PET recycling plants operate with URRC technology developed by the United Resource Recovery Corporation (USA). Veolia holds the process patent for the European market.


Use your mouse to click on the individual pieces of equipment to learn more about URRC technology.

1. Bale feed

In the first stage, the PET bottles are pre-sorted and foreign objects such as metals, tins and other contaminants are separated from the PET and then sorted according to colour. The process for food-grade PET only uses clear bottles for processing.

2. Bale dissolver

The clear PET bales are separated by the bale dissolver. In this step, the bottle caps pass through a drum sieve that sorts them.

3. Sorting bin

A staff member inspects the clear PET bottles again manually and removes any remaining contaminants.

4. Grinder

A mill grinds the clean bottles into flakes.

5. Hot wash

Hot water mixed with an alkaline solution cleans the flakes of labels and drink residues as well as large dirt particles.

6. Swim-sink separation

After the hot wash, the material enters a swim-sink separation tank where the different types of plastic are separated from each other using their physical density. HDPE and PP plastics float to the surface while PET sinks to the bottom of the tank. This process separates HDPE and PP, the raw materials for new caps, from the PET flakes.

7. Drying

The PET material is dried to facilitate further processing.

8. Air classifier

By using an air classifier, small foreign particles such as multilayer films or labels can be removed. The washed flakes are then processed in non-food applications.

9. Caustic soda treatment

The washed flakes are further processed as input material for manufacturing food-grade flakes. A special device moistens the washed flakes with caustic soda to later achieve a "peeling effect" on the exterior of the flakes.

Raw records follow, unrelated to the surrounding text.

//! Best-effort notification dispatch.
//!
//! One detached task per triggering event, internally parallel per
//! recipient. A failed delivery is logged and forgotten; it never aborts
//! the remaining recipients and never reaches the caller. No retries.

use crate::targeting::NotificationPayload;
use async_trait::async_trait;
use futures::future::join_all;
use std::sync::Arc;
use std::time::Duration;
use thiserror::Error;
use tokio::task::JoinHandle;
use upkeep_types::PrincipalId;

/// Per-recipient delivery failure.
#[derive(Debug, Error)]
pub enum DeliveryError {
    /// The recipient's subscription no longer exists. The caller should
    /// drop it and stop addressing this recipient.
    #[error("subscription gone")]
    Gone,

    #[error("delivery failed: {0}")]
    Failed(String),
}

/// The opaque push transport.
#[async_trait]
pub trait Notifier: Send + Sync {
    async fn deliver(
        &self,
        recipient: &PrincipalId,
        payload: &NotificationPayload,
    ) -> Result<(), DeliveryError>;

    /// Forget a recipient whose delivery came back [`DeliveryError::Gone`].
    async fn drop_subscription(&self, recipient: &PrincipalId);
}

/// Dispatch tuning.
#[derive(Clone, Debug)]
pub struct DispatchConfig {
    /// Upper bound on a single recipient's delivery attempt. Local to that
    /// attempt; a timeout does not propagate anywhere.
    pub delivery_timeout: Duration,
}

impl Default for DispatchConfig {
    fn default() -> Self {
        Self {
            delivery_timeout: Duration::from_secs(10),
        }
    }
}

/// Fans payloads out to recipients off the critical path.
#[derive(Clone)]
pub struct Dispatcher {
    notifier: Arc<dyn Notifier>,
    config: DispatchConfig,
}

impl Dispatcher {
    pub fn new(notifier: Arc<dyn Notifier>, config: DispatchConfig) -> Self {
        Self { notifier, config }
    }

    /// Deliver `payload` to every recipient on a detached task.
    ///
    /// Returns immediately; the handle is only useful to tests that want to
    /// await completion of the fan-out.
    pub fn dispatch(
        &self,
        recipients: Vec<PrincipalId>,
        payload: NotificationPayload,
    ) -> JoinHandle<()> {
        let notifier = Arc::clone(&self.notifier);
        let timeout = self.config.delivery_timeout;

        tokio::spawn(async move {
            let deliveries = recipients.iter().map(|recipient| {
                let notifier = Arc::clone(&notifier);
                let payload = &payload;
                async move {
                    match tokio::time::timeout(timeout, notifier.deliver(recipient, payload)).await
                    {
                        Ok(Ok(())) => {}
                        Ok(Err(DeliveryError::Gone)) => {
                            tracing::info!(%recipient, "subscription gone, dropping");
                            notifier.drop_subscription(recipient).await;
                        }
                        Ok(Err(err)) => {
                            tracing::warn!(%recipient, error = %err, "notification delivery failed");
                        }
                        Err(_) => {
                            tracing::warn!(%recipient, "notification delivery timed out");
                        }
                    }
                }
            });
            join_all(deliveries).await;
        })
    }
}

10. Surface cleaning with vacuum treatment

Once the material has been dried, it enters a rotary kiln which sterilises the surface once again whilst also removing any odorants. Because the PET materials are not melted, the polymer chains remain completely intact.

11. Rewash and drying

The salt formed during this process is sieved and rewashed. In addition, the material is neutralised and then dried.

12. Sieving and sorting

Oversized and fine particles are removed from the food-grade flakes during the sieving process. A colour sorter then separates any remaining coloured PET flakes and foreign particles. Foreign materials such as PVC or nylon have specific discolourations and can therefore be sorted out easily. A laser sorting system also recognizes foreign particles with no discolouration and separates the finest foreign particles.

13. Filling

The pure PET materials is filled in big bags for transport. The food-grade flakes are now ready (CleanPET® FK).